use serde::Serialize;
use sqlcoach_core::{ResultRow, TableSchema};

use crate::client::ChatMessage;

const TABLE_DESIGN_SYSTEM: &str = r#"You are the table design assistant of a SQL practice app.

Goal: create tables and sample data that learners can practice SQL against.

Requirements:
1. Create 2-4 tables.
2. Connect the tables with appropriate foreign keys.
3. Insert roughly 10-50 rows of realistic sample data into each table.
4. Pick a realistic scenario that suits learning.

Output format:
```json
{
  "theme": "theme name (for example: employee management, library, e-commerce)",
  "description": "short description of the theme",
  "sql_statements": [
    "CREATE TABLE ...",
    "INSERT INTO ...",
    ...
  ]
}
```

Notes:
- Output only CREATE TABLE and INSERT statements.
- Use PostgreSQL syntax.
- Make the data varied enough to practice JOIN, GROUP BY and aggregate functions.
"#;

const PROBLEM_DESIGN_SYSTEM: &str = r#"You are the problem authoring assistant of a SQL practice app.

Goal: write a SQL practice problem for the table structure below.

Current tables:
{schemas}

Requirements:
1. Learners see the result and must work out the query that produces it.
2. Keep the difficulty between beginner and intermediate.
3. The result should have about 3-10 rows.
4. Use JOIN, GROUP BY and aggregate functions where they fit.

Output format:
```json
{
  "difficulty": "easy|medium|hard",
  "correct_sql": "the SELECT statement",
  "expected_result": [
    {"column1": "value1", "column2": "value2"},
    ...
  ],
  "hint": "optional hint"
}
```

Notes:
- Use a single SELECT statement only.
- The query must run against the tables above.
- Column names must match the actual tables.
- expected_result must have the same shape as the real query result.
"#;

const ANSWER_REVIEW_SYSTEM: &str = r#"You are the grading assistant of a SQL practice app.

Tables:
{schemas}

Grading criteria:
1. Does the result match the expected result exactly?
2. Is the SQL well written (efficient, readable)?
3. Is the feedback useful to the learner?

Output format:
```json
{
  "is_correct": true,
  "score": 0,
  "feedback": "detailed feedback",
  "improvement_suggestions": ["suggestion 1", "suggestion 2"],
  "hint": "hint when the answer is wrong"
}
```

Feedback guidelines:
- When correct, point out what was done well.
- When wrong, say concretely what is wrong.
- Keep the tone constructive and encouraging.
"#;

/// Render table schemas as an indented outline for prompts.
pub fn format_table_schemas(schemas: &[TableSchema]) -> String {
    if schemas.is_empty() {
        return "(no tables)".to_string();
    }

    schemas
        .iter()
        .map(|table| {
            let mut block = format!("Table: {}", table.table_name);
            for column in &table.columns {
                let nullable = if column.is_nullable { "NULL" } else { "NOT NULL" };
                block.push_str(&format!(
                    "\n  - {}: {} {}",
                    column.column_name, column.data_type, nullable
                ));
            }
            block
        })
        .collect::<Vec<_>>()
        .join("\n\n")
}

pub fn table_generation_messages(user_prompt: Option<&str>) -> Vec<ChatMessage> {
    let user = match non_blank(user_prompt) {
        Some(prompt) => format!("Create the tables following these instructions:\n{prompt}"),
        None => "Create tables and sample data suitable for practice. Pick any theme.".to_string(),
    };
    vec![ChatMessage::system(TABLE_DESIGN_SYSTEM), ChatMessage::user(user)]
}

pub fn problem_generation_messages(
    schemas: &[TableSchema],
    user_prompt: Option<&str>,
) -> Vec<ChatMessage> {
    let system = PROBLEM_DESIGN_SYSTEM.replace("{schemas}", &format_table_schemas(schemas));
    let user = match non_blank(user_prompt) {
        Some(prompt) => format!("Write a problem that meets these conditions:\n{prompt}"),
        None => "Write a SQL practice problem of suitable difficulty.".to_string(),
    };
    vec![ChatMessage::system(system), ChatMessage::user(user)]
}

pub fn answer_review_messages(
    user_sql: &str,
    user_result: &[ResultRow],
    expected_result: &[ResultRow],
    schemas: &[TableSchema],
) -> Vec<ChatMessage> {
    let system = ANSWER_REVIEW_SYSTEM.replace("{schemas}", &format_table_schemas(schemas));
    let user = format!(
        "Learner SQL:\n```sql\n{user_sql}\n```\n\n\
         Learner result:\n```json\n{}\n```\n\n\
         Expected result:\n```json\n{}\n```\n\n\
         Grade this answer and give feedback.",
        pretty_json(user_result),
        pretty_json(expected_result),
    );
    vec![ChatMessage::system(system), ChatMessage::user(user)]
}

fn non_blank(prompt: Option<&str>) -> Option<&str> {
    prompt.map(str::trim).filter(|prompt| !prompt.is_empty())
}

fn pretty_json<T: Serialize + ?Sized>(value: &T) -> String {
    serde_json::to_string_pretty(value).unwrap_or_else(|err| format!("<unserializable: {err}>"))
}

#[cfg(test)]
mod tests {
    use super::*;
    use crate::client::ChatRole;
    use sqlcoach_core::{ColumnSchema, Scalar};

    fn employees() -> TableSchema {
        TableSchema {
            table_name: "employees".to_string(),
            columns: vec![
                ColumnSchema {
                    column_name: "id".to_string(),
                    data_type: "INTEGER".to_string(),
                    is_nullable: false,
                    is_primary_key: true,
                    foreign_key: None,
                },
                ColumnSchema {
                    column_name: "manager".to_string(),
                    data_type: "TEXT".to_string(),
                    is_nullable: true,
                    is_primary_key: false,
                    foreign_key: None,
                },
            ],
        }
    }

    #[test]
    fn formats_schemas_as_outline() {
        assert_eq!(
            format_table_schemas(&[employees()]),
            "Table: employees\n  - id: INTEGER NOT NULL\n  - manager: TEXT NULL"
        );
        assert_eq!(format_table_schemas(&[]), "(no tables)");
    }

    #[test]
    fn blank_prompt_uses_default_request() {
        let messages = table_generation_messages(Some("   "));
        assert_eq!(messages.len(), 2);
        assert_eq!(messages[0].role, ChatRole::System);
        assert!(messages[1].content.starts_with("Create tables and sample data"));
    }

    #[test]
    fn problem_prompt_embeds_schema() {
        let messages = problem_generation_messages(&[employees()], Some("use GROUP BY"));
        assert!(messages[0].content.contains("Table: employees"));
        assert!(!messages[0].content.contains("{schemas}"));
        assert!(messages[1].content.ends_with("use GROUP BY"));
    }

    #[test]
    fn review_prompt_includes_both_results() {
        let user = vec![ResultRow::from([("n", Scalar::Int(1))])];
        let expected = vec![ResultRow::from([("n", Scalar::Int(2))])];
        let messages = answer_review_messages("SELECT 1 AS n", &user, &expected, &[]);
        let body = &messages[1].content;
        assert!(body.contains("SELECT 1 AS n"));
        assert!(body.contains("\"n\": 1"));
        assert!(body.contains("\"n\": 2"));
    }
}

What you need to do ::
Write out the material above exactly, leaving out no line.

Solution to this exercise ::
use serde::Serialize;
use sqlcoach_core::{ResultRow, TableSchema};

use crate::client::ChatMessage;

const TABLE_DESIGN_SYSTEM: &str = r#"You are the table design assistant of a SQL practice app.

Goal: create tables and sample data that learners can practice SQL against.

Requirements:
1. Create 2-4 tables.
2. Connect the tables with appropriate foreign keys.
3. Insert roughly 10-50 rows of realistic sample data into each table.
4. Pick a realistic scenario that suits learning.

Output format:
```json
{
  "theme": "theme name (for example: employee management, library, e-commerce)",
  "description": "short description of the theme",
  "sql_statements": [
    "CREATE TABLE ...",
    "INSERT INTO ...",
    ...
  ]
}
```

Notes:
- Output only CREATE TABLE and INSERT statements.
- Use PostgreSQL syntax.
- Make the data varied enough to practice JOIN, GROUP BY and aggregate functions.
"#;

const PROBLEM_DESIGN_SYSTEM: &str = r#"You are the problem authoring assistant of a SQL practice app.

Goal: write a SQL practice problem for the table structure below.

Current tables:
{schemas}

Requirements:
1. Learners see the result and must work out the query that produces it.
2. Keep the difficulty between beginner and intermediate.
3. The result should have about 3-10 rows.
4. Use JOIN, GROUP BY and aggregate functions where they fit.

Output format:
```json
{
  "difficulty": "easy|medium|hard",
  "correct_sql": "the SELECT statement",
  "expected_result": [
    {"column1": "value1", "column2": "value2"},
    ...
  ],
  "hint": "optional hint"
}
```

Notes:
- Use a single SELECT statement only.
- The query must run against the tables above.
- Column names must match the actual tables.
- expected_result must have the same shape as the real query result.
"#;

const ANSWER_REVIEW_SYSTEM: &str = r#"You are the grading assistant of a SQL practice app.

Tables:
{schemas}

Grading criteria:
1. Does the result match the expected result exactly?
2. Is the SQL well written (efficient, readable)?
3. Is the feedback useful to the learner?

Output format:
```json
{
  "is_correct": true,
  "score": 0,
  "feedback": "detailed feedback",
  "improvement_suggestions": ["suggestion 1", "suggestion 2"],
  "hint": "hint when the answer is wrong"
}
```

Feedback guidelines:
- When correct, point out what was done well.
- When wrong, say concretely what is wrong.
- Keep the tone constructive and encouraging.
"#;

/// Render table schemas as an indented outline for prompts.
pub fn format_table_schemas(schemas: &[TableSchema]) -> String {
    if schemas.is_empty() {
        return "(no tables)".to_string();
    }

    schemas
        .iter()
        .map(|table| {
            let mut block = format!("Table: {}", table.table_name);
            for column in &table.columns {
                let nullable = if column.is_nullable { "NULL" } else { "NOT NULL" };
                block.push_str(&format!(
                    "\n  - {}: {} {}",
                    column.column_name, column.data_type, nullable
                ));
            }
            block
        })
        .collect::<Vec<_>>()
        .join("\n\n")
}

pub fn table_generation_messages(user_prompt: Option<&str>) -> Vec<ChatMessage> {
    let user = match non_blank(user_prompt) {
        Some(prompt) => format!("Create the tables following these instructions:\n{prompt}"),
        None => "Create tables and sample data suitable for practice. Pick any theme.".to_string(),
    };
    vec![ChatMessage::system(TABLE_DESIGN_SYSTEM), ChatMessage::user(user)]
}

pub fn problem_generation_messages(
    schemas: &[TableSchema],
    user_prompt: Option<&str>,
) -> Vec<ChatMessage> {
    let system = PROBLEM_DESIGN_SYSTEM.replace("{schemas}", &format_table_schemas(schemas));
    let user = match non_blank(user_prompt) {
        Some(prompt) => format!("Write a problem that meets these conditions:\n{prompt}"),
        None => "Write a SQL practice problem of suitable difficulty.".to_string(),
    };
    vec![ChatMessage::system(system), ChatMessage::user(user)]
}

pub fn answer_review_messages(
    user_sql: &str,
    user_result: &[ResultRow],
    expected_result: &[ResultRow],
    schemas: &[TableSchema],
) -> Vec<ChatMessage> {
    let system = ANSWER_REVIEW_SYSTEM.replace("{schemas}", &format_table_schemas(schemas));
    let user = format!(
        "Learner SQL:\n```sql\n{user_sql}\n```\n\n\
         Learner result:\n```json\n{}\n```\n\n\
         Expected result:\n```json\n{}\n```\n\n\
         Grade this answer and give feedback.",
        pretty_json(user_result),
        pretty_json(expected_result),
    );
    vec![ChatMessage::system(system), ChatMessage::user(user)]
}

fn non_blank(prompt: Option<&str>) -> Option<&str> {
    prompt.map(str::trim).filter(|prompt| !prompt.is_empty())
}

fn pretty_json<T: Serialize + ?Sized>(value: &T) -> String {
    serde_json::to_string_pretty(value).unwrap_or_else(|err| format!("<unserializable: {err}>"))
}

#[cfg(test)]
mod tests {
    use super::*;
    use crate::client::ChatRole;
    use sqlcoach_core::{ColumnSchema, Scalar};

    fn employees() -> TableSchema {
        TableSchema {
            table_name: "employees".to_string(),
            columns: vec![
                ColumnSchema {
                    column_name: "id".to_string(),
                    data_type: "INTEGER".to_string(),
                    is_nullable: false,
                    is_primary_key: true,
                    foreign_key: None,
                },
                ColumnSchema {
                    column_name: "manager".to_string(),
                    data_type: "TEXT".to_string(),
                    is_nullable: true,
                    is_primary_key: false,
                    foreign_key: None,
                },
            ],
        }
    }

    #[test]
    fn formats_schemas_as_outline() {
        assert_eq!(
            format_table_schemas(&[employees()]),
            "Table: employees\n  - id: INTEGER NOT NULL\n  - manager: TEXT NULL"
        );
        assert_eq!(format_table_schemas(&[]), "(no tables)");
    }

    #[test]
    fn blank_prompt_uses_default_request() {
        let messages = table_generation_messages(Some("   "));
        assert_eq!(messages.len(), 2);
        assert_eq!(messages[0].role, ChatRole::System);
        assert!(messages[1].content.starts_with("Create tables and sample data"));
    }

    #[test]
    fn problem_prompt_embeds_schema() {
        let messages = problem_generation_messages(&[employees()], Some("use GROUP BY"));
        assert!(messages[0].content.contains("Table: employees"));
        assert!(!messages[0].content.contains("{schemas}"));
        assert!(messages[1].content.ends_with("use GROUP BY"));
    }

    #[test]
    fn review_prompt_includes_both_results() {
        let user = vec![ResultRow::from([("n", Scalar::Int(1))])];
        let expected = vec![ResultRow::from([("n", Scalar::Int(2))])];
        let messages = answer_review_messages("SELECT 1 AS n", &user, &expected, &[]);
        let body = &messages[1].content;
        assert!(body.contains("SELECT 1 AS n"));
        assert!(body.contains("\"n\": 1"));
        assert!(body.contains("\"n\": 2"));
    }
}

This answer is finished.